## WHAT IS REQUIRED
Go through the entries below, count every line with the string "continue", and answer with only that number.

## Stored data entries
- Opening Delimiter -

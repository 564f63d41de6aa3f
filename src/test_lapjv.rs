use std::vec;

#[test]
fn test_lapjv_3x3() {
    let n = 3;
    let cost = vec![
        vec![1.0, 2.0, 3.0],
        vec![4.0, 5.0, 6.0],
        vec![7.0, 8.0, 9.0],
    ];
    let mut x = vec![-1; 3];
    let mut y = vec![-1; 3];
    let n_free_rows = crate::lapjv::lapjv(n, &cost, &mut x, &mut y);
    assert_eq!(n_free_rows, 0);
    assert_eq!(x, vec![2, 0, 1]);
    assert_eq!(y, vec![1, 2, 0]);
}

#[test]
fn test_lapjv_4x4() {
    let n = 4;
    let cost = vec![
        vec![1., 2., 3., 4.],
        vec![5., 6., 7., 8.],
        vec![9., 10., 11., 12.],
        vec![13., 14., 15., 16.],
    ];
    let mut x = vec![-1; 4];
    let mut y = vec![-1; 4];
    let n_free_rows = crate::lapjv::lapjv(n, &cost, &mut x, &mut y);
    assert_eq!(n_free_rows, 0);
    assert_eq!(x, vec![3, 0, 1, 2]);
    assert_eq!(y, vec![1, 2, 3, 0]);
}

#[test]
fn test_lapjv_5x5() {
    let n = 5;
    let cost = vec![
        vec![1., 2., 3., 4., 1.],
        vec![5., 6., 7., 8., 2.],
        vec![9., 10., 11., 12., 3.],
        vec![13., 14., 15., 16., 4.],
        vec![17., 18., 19., 20., 5.],
    ];
    let mut x = vec![-1; 5];
    let mut y = vec![-1; 5];
    let n_free_rows = crate::lapjv::lapjv(n, &cost, &mut x, &mut y);
    assert_eq!(n_free_rows, 0);
    assert_eq!(x, vec![0, 2, 1, 3, 4]);
    assert_eq!(y, vec![0, 2, 1, 3, 4]);
}

#[test]
fn test_lapjv_empty() {
    let cost: Vec<Vec<f64>> = Vec::new();
    let mut x: Vec<isize> = Vec::new();
    let mut y: Vec<isize> = Vec::new();
    assert_eq!(crate::lapjv::lapjv(0, &cost, &mut x, &mut y), 0);
}

#[test]
fn test_lapjv_is_optimal_on_permuted_costs() {
    // The unique optimum is the anti-diagonal, total 3.
    let n = 3;
    let cost = vec![
        vec![9.0, 9.0, 1.0],
        vec![9.0, 1.0, 9.0],
        vec![1.0, 9.0, 9.0],
    ];
    let mut x = vec![-1; 3];
    let mut y = vec![-1; 3];
    let n_free_rows = crate::lapjv::lapjv(n, &cost, &mut x, &mut y);
    assert_eq!(n_free_rows, 0);
    assert_eq!(x, vec![2, 1, 0]);
    assert_eq!(y, vec![2, 1, 0]);
}
impl ByteTracker {
    /// Create a tracker. The defaults of the reference configuration are
    /// `(30, 30, 0.25, 0.8)`; new tracks additionally need a score of at
    /// least `track_thresh + 0.1`, and a lost track is retained for
    /// `frame_rate / 30 * track_buffer` frames.
    pub fn new(
        frame_rate: usize,
        track_buffer: usize,
        track_thresh: f32,
        match_thresh: f32,
    ) -> Result<Self, TrackError> {
        if frame_rate == 0 {
            return Err(TrackError::InvalidConfig(
                "frame_rate must be positive".into(),
            ));
        }
        if track_buffer == 0 {
            return Err(TrackError::InvalidConfig(
                "track_buffer must be positive".into(),
            ));
        }
        if !track_thresh.is_finite() || !(0.0..1.0).contains(&track_thresh) {
            return Err(TrackError::InvalidConfig(format!(
                "track_thresh must be in [0, 1), got {}",
                track_thresh
            )));
        }
        if !match_thresh.is_finite() || !(0.0..=1.0).contains(&match_thresh) {
            return Err(TrackError::InvalidConfig(format!(
                "match_thresh must be in [0, 1], got {}",
                match_thresh
            )));
        }

        let max_time_lost =
            (frame_rate as f32 / 30.0 * track_buffer as f32) as usize;

        Ok(Self {
            track_thresh,
            det_thresh: track_thresh + 0.1,
            match_thresh,
            max_time_lost,

            frame_id: 0,
            track_id_count: 0,

            kalman_filter: KalmanFilter::new(1.0 / 20., 1.0 / 160.),

            tracked_stracks: Vec::new(),
            lost_stracks: Vec::new(),
            removed_stracks: Vec::new(),
        })
    }

    pub fn frame_id(&self) -> usize {
        self.frame_id
    }

    pub fn max_time_lost(&self) -> usize {
        self.max_time_lost
    }

    pub fn tracked_stracks(&self) -> &[STrack] {
        &self.tracked_stracks
    }

    pub fn lost_stracks(&self) -> &[STrack] {
        &self.lost_stracks
    }

    pub fn removed_stracks(&self) -> &[STrack] {
        &self.removed_stracks
    }

    /// Run one frame through the cascade and return the activated tracks.
    /// Shape and configuration errors surface before any tracker state
    /// changes; a per-track numerical failure drops that track to lost
    /// on its predicted state.
    pub fn update(
        &mut self,
        output_results: &DMatrix<f32>,
        img_info: (u32, u32),
        img_size: (u32, u32),
    ) -> Result<Vec<STrack>, TrackError> {
        let decoded = decode_detections(output_results, img_info, img_size)?;

        self.frame_id += 1;
        let frame_id = self.frame_id;

        let mut activated_stracks: Vec<STrack> = Vec::new();
        let mut refind_stracks: Vec<STrack> = Vec::new();
        let mut lost_stracks: Vec<STrack> = Vec::new();
        let mut removed_stracks: Vec<STrack> = Vec::new();

        // Partition detections at the tracking threshold; scores in
        // (0.1, track_thresh] are kept for the rescue pass only.
        let mut detections: Vec<STrack> = Vec::new();
        let mut detections_second: Vec<STrack> = Vec::new();
        for det in &decoded {
            if det.score() > self.track_thresh {
                detections.push(STrack::new(det.rect().clone(), det.score()));
            } else if det.score() > LOW_SCORE_FLOOR {
                detections_second
                    .push(STrack::new(det.rect().clone(), det.score()));
            }
        }

        // Split the active set into confirmed tracks and fresh births
        // still waiting for their second hit.
        let mut unconfirmed: Vec<STrack> = Vec::new();
        let mut tracked_stracks: Vec<STrack> = Vec::new();
        for track in self.tracked_stracks.drain(..) {
            if track.is_activated() {
                tracked_stracks.push(track);
            } else {
                unconfirmed.push(track);
            }
        }

        // Predict over confirmed and lost tracks.
        let confirmed_len = tracked_stracks.len();
        let mut strack_pool =
            Self::joint_stracks(&tracked_stracks, &self.lost_stracks);
        STrack::multi_predict(&mut strack_pool, &self.kalman_filter);

        // First association: high-confidence detections.
        let dists = matching::iou_distance(&strack_pool, &detections);
        let (matches, u_track, u_detection) =
            matching::linear_assignment(&dists, self.match_thresh)?;
        Self::apply_matches(
            frame_id,
            &mut strack_pool,
            &detections,
            &matches,
            &mut activated_stracks,
            &mut refind_stracks,
            &mut lost_stracks,
        );

        // Second association: rescue still-tracked leftovers with the
        // low-confidence pool.
        let r_tracked_indices: Vec<usize> = u_track
            .iter()
            .copied()
            .filter(|&index| {
                strack_pool[index].get_state() == TrackState::Tracked
            })
            .collect();
        let r_rects: Vec<Rect<f32>> = r_tracked_indices
            .iter()
            .map(|&index| strack_pool[index].get_rect())
            .collect();
        let second_rects: Vec<Rect<f32>> = detections_second
            .iter()
            .map(|track| track.get_rect())
            .collect();
        let dists = matching::iou_distance_boxes(&r_rects, &second_rects);
        let (matches, u_track_second, _) =
            matching::linear_assignment(&dists, SECOND_MATCH_THRESH)?;
        let matches: Vec<(usize, usize)> = matches
            .iter()
            .map(|&(row, col)| (r_tracked_indices[row], col))
            .collect();
        Self::apply_matches(
            frame_id,
            &mut strack_pool,
            &detections_second,
            &matches,
            &mut activated_stracks,
            &mut refind_stracks,
            &mut lost_stracks,
        );
        for row in u_track_second {
            let track = &mut strack_pool[r_tracked_indices[row]];
            track.mark_as_lost();
            lost_stracks.push(track.clone());
        }

        // Unconfirmed tracks get one shot at the detections the first
        // pass left over; a miss removes them.
        let remaining_detections = u_detection;
        let remaining_rects: Vec<Rect<f32>> = remaining_detections
            .iter()
            .map(|&index| detections[index].get_rect())
            .collect();
        let unconfirmed_rects: Vec<Rect<f32>> = unconfirmed
            .iter()
            .map(|track| track.get_rect())
            .collect();
        let dists =
            matching::iou_distance_boxes(&unconfirmed_rects, &remaining_rects);
        let (matches, u_unconfirmed, u_detection) =
            matching::linear_assignment(&dists, UNCONFIRMED_MATCH_THRESH)?;
        for (row, col) in matches {
            let det = &detections[remaining_detections[col]];
            let track = &mut unconfirmed[row];
            match track.update(det, frame_id) {
                Ok(()) => activated_stracks.push(track.clone()),
                Err(err) => warn!(
                    "track {} kept its predicted state: {}",
                    track.get_track_id(),
                    err
                ),
            }
        }
        for row in u_unconfirmed {
            let track = &mut unconfirmed[row];
            track.mark_as_removed();
            removed_stracks.push(track.clone());
        }

        // Births: leftovers of the unconfirmed pass above the admission
        // threshold. Low-confidence detections never spawn tracks.
        for col in u_detection {
            let track = &mut detections[remaining_detections[col]];
            if track.get_score() < self.det_thresh {
                continue;
            }
            self.track_id_count += 1;
            track.activate(&self.kalman_filter, frame_id, self.track_id_count);
            activated_stracks.push(track.clone());
        }

        // Retire lost tracks that outlived the buffer.
        for track in strack_pool.iter_mut().skip(confirmed_len) {
            if frame_id - track.get_frame_id() > self.max_time_lost {
                track.mark_as_removed();
                removed_stracks.push(track.clone());
            }
        }

        // Merge. Survivors of the previous active set keep their relative
        // order, then fresh activations, then recovered tracks.
        let mut next_tracked: Vec<STrack> = strack_pool[..confirmed_len]
            .iter()
            .filter(|track| track.get_state() == TrackState::Tracked)
            .cloned()
            .collect();
        next_tracked.extend(
            unconfirmed
                .iter()
                .filter(|track| track.get_state() == TrackState::Tracked)
                .cloned(),
        );
        let next_tracked =
            Self::joint_stracks(&next_tracked, &activated_stracks);
        let next_tracked = Self::joint_stracks(&next_tracked, &refind_stracks);

        let prev_lost = strack_pool.split_off(confirmed_len);
        let mut next_lost = Self::sub_stracks(&prev_lost, &next_tracked);
        next_lost.extend(lost_stracks);
        // Expired tracks join the removed history exactly once and leave
        // the lost list in the same frame.
        self.removed_stracks.extend(removed_stracks);
        let next_lost = Self::sub_stracks(&next_lost, &self.removed_stracks);

        let (next_tracked, next_lost) =
            Self::remove_duplicate_stracks(&next_tracked, &next_lost);

        self.tracked_stracks = next_tracked;
        self.lost_stracks = next_lost;

        debug!(
            "frame {}: {} tracked, {} lost, {} removed",
            frame_id,
            self.tracked_stracks.len(),
            self.lost_stracks.len(),
            self.removed_stracks.len()
        );

        Ok(self
            .tracked_stracks
            .iter()
            .filter(|track| track.is_activated())
            .cloned()
            .collect())
    }

    // Fold matched detections into their tracks. Tracks in `Tracked`
    // continue, anything else is recovered from Lost. A numerical failure
    // drops the track to Lost on its predicted state so it can still age
    // out; a failed recovery simply stays lost.
    fn apply_matches(
        frame_id: usize,
        pool: &mut [STrack],
        detections: &[STrack],
        matches: &[(usize, usize)],
        activated_stracks: &mut Vec<STrack>,
        refind_stracks: &mut Vec<STrack>,
        lost_stracks: &mut Vec<STrack>,
    ) {
        for &(itracked, idet) in matches {
            let det = &detections[idet];
            let track = &mut pool[itracked];
            if track.get_state() == TrackState::Tracked {
                match track.update(det, frame_id) {
                    Ok(()) => activated_stracks.push(track.clone()),
                    Err(err) => {
                        warn!(
                            "track {} lost after failed update: {}",
                            track.get_track_id(),
                            err
                        );
                        track.mark_as_lost();
                        lost_stracks.push(track.clone());
                    }
                }
            } else {
                match track.re_activate(det, frame_id, None) {
                    Ok(()) => refind_stracks.push(track.clone()),
                    Err(err) => warn!(
                        "track {} stays lost: {}",
                        track.get_track_id(),
                        err
                    ),
                }
            }
        }
    }

    /// Order-preserving union of two track lists; the first occurrence of
    /// an id wins.
    pub fn joint_stracks(
        a_tracks: &[STrack],
        b_tracks: &[STrack],
    ) -> Vec<STrack> {
        let mut exists = HashSet::new();
        let mut res = Vec::new();

        for track in a_tracks {
            exists.insert(track.get_track_id());
            res.push(track.clone());
        }
        for track in b_tracks {
            if exists.insert(track.get_track_id()) {
                res.push(track.clone());
            }
        }
        res
    }

    /// Tracks of `a_tracks` whose id does not appear in `b_tracks`.
    pub fn sub_stracks(
        a_tracks: &[STrack],
        b_tracks: &[STrack],
    ) -> Vec<STrack> {
        let b_ids: HashSet<usize> =
            b_tracks.iter().map(|track| track.get_track_id()).collect();
        a_tracks
            .iter()
            .filter(|track| !b_ids.contains(&track.get_track_id()))
            .cloned()
            .collect()
    }

    /// Drop near-identical tracks across the two lists. The younger of an
    /// overlapping pair yields; on equal age the second list yields.
    pub fn remove_duplicate_stracks(
        a_tracks: &[STrack],
        b_tracks: &[STrack],
    ) -> (Vec<STrack>, Vec<STrack>) {
        let pairwise_distance = matching::iou_distance(a_tracks, b_tracks);

        let mut duplicates_a = HashSet::new();
        let mut duplicates_b = HashSet::new();
        for ai in 0..a_tracks.len() {
            for bi in 0..b_tracks.len() {
                if pairwise_distance[(ai, bi)] >= DUPLICATE_IOU_DISTANCE {
                    continue;
                }
                if a_tracks[ai].age() >= b_tracks[bi].age() {
                    duplicates_b.insert(bi);
                } else {
                    duplicates_a.insert(ai);
                }
            }
        }

        let result_a = a_tracks
            .iter()
            .enumerate()
            .filter(|(index, _)| !duplicates_a.contains(index))
            .map(|(_, track)| track.clone())
            .collect();
        let result_b = b_tracks
            .iter()
            .enumerate()
            .filter(|(index, _)| !duplicates_b.contains(index))
            .map(|(_, track)| track.clone())
            .collect();
        (result_a, result_b)
    }
}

- Closing Delimiter -

## EXERCISE ANSWER
3